> [Exercise requirements]:
All records that follow are to be restated exactly.

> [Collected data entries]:
============================================================

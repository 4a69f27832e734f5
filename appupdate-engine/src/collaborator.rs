//! External collaborators of the state machine.
//!
//! The engine never talks to the network or launches the updater itself.
//! Downloading and applying are delegated through these traits and report
//! back with a byte count or an [`OperationFailure`].

use std::fmt;
use std::path::{Path, PathBuf};
use std::sync::Arc;

use async_trait::async_trait;

use crate::error::OperationFailure;
use crate::record::PatchRecord;
use crate::status::DownloadProgress;

/// Called with progress updates while a patch downloads.
pub type ProgressCallback = Arc<dyn Fn(DownloadProgress) + Send + Sync>;

/// How the ready patch is applied.
#[derive(Debug, Clone, Copy, PartialEq, Eq)]
pub enum ApplyMode {
    /// Apply to a copy of the installation, swapped in on next restart
    Stage,
    /// Apply over the running installation
    Install,
}

impl fmt::Display for ApplyMode {
    fn fmt(&self, f: &mut fmt::Formatter<'_>) -> fmt::Result {
        match self {
            ApplyMode::Stage => write!(f, "stage"),
            ApplyMode::Install => write!(f, "install"),
        }
    }
}

/// Everything the applier needs to act on the ready patch.
#[derive(Debug, Clone, PartialEq, Eq)]
pub struct ApplyRequest {
    pub target_version: String,
    pub mar_path: PathBuf,
    pub mode: ApplyMode,
    pub use_service: bool,
}

/// Fetches a patch into the downloading directory.
#[async_trait]
pub trait PatchDownloader: Send + Sync {
    /// Download `patch` to `dest`, returning the number of bytes on disk.
    ///
    /// `dest` may already hold a partial file from an earlier session.
    /// Integrity checks against the record happen in the engine once this
    /// returns.
    async fn download(
        &self,
        target_version: &str,
        patch: &PatchRecord,
        dest: &Path,
        progress: ProgressCallback,
    ) -> Result<u64, OperationFailure>;
}

/// Stages or installs the ready patch.
#[async_trait]
pub trait PatchApplier: Send + Sync {
    async fn apply(&self, request: &ApplyRequest) -> Result<(), OperationFailure>;
}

============================================================

> [Exercise result]:
repository 4a69f27832e734f5
filename appupdate-engine/src/collaborator.rs
//! External collaborators of the state machine.
//!
//! The engine never talks to the network or launches the updater itself.
//! Downloading and applying are delegated through these traits and report
//! back with a byte count or an [`OperationFailure`].

use std::fmt;
use std::path::{Path, PathBuf};
use std::sync::Arc;

use async_trait::async_trait;

use crate::error::OperationFailure;
use crate::record::PatchRecord;
use crate::status::DownloadProgress;

/// Called with progress updates while a patch downloads.
pub type ProgressCallback = Arc<dyn Fn(DownloadProgress) + Send + Sync>;

/// How the ready patch is applied.
#[derive(Debug, Clone, Copy, PartialEq, Eq)]
pub enum ApplyMode {
    /// Apply to a copy of the installation, swapped in on next restart
    Stage,
    /// Apply over the running installation
    Install,
}

impl fmt::Display for ApplyMode {
    fn fmt(&self, f: &mut fmt::Formatter<'_>) -> fmt::Result {
        match self {
            ApplyMode::Stage => write!(f, "stage"),
            ApplyMode::Install => write!(f, "install"),
        }
    }
}

/// Everything the applier needs to act on the ready patch.
#[derive(Debug, Clone, PartialEq, Eq)]
pub struct ApplyRequest {
    pub target_version: String,
    pub mar_path: PathBuf,
    pub mode: ApplyMode,
    pub use_service: bool,
}

/// Fetches a patch into the downloading directory.
#[async_trait]
pub trait PatchDownloader: Send + Sync {
    /// Download `patch` to `dest`, returning the number of bytes on disk.
    ///
    /// `dest` may already hold a partial file from an earlier session.
    /// Integrity checks against the record happen in the engine once this
    /// returns.
    async fn download(
        &self,
        target_version: &str,
        patch: &PatchRecord,
        dest: &Path,
        progress: ProgressCallback,
    ) -> Result<u64, OperationFailure>;
}

/// Stages or installs the ready patch.
#[async_trait]
pub trait PatchApplier: Send + Sync {
    async fn apply(&self, request: &ApplyRequest) -> Result<(), OperationFailure>;
}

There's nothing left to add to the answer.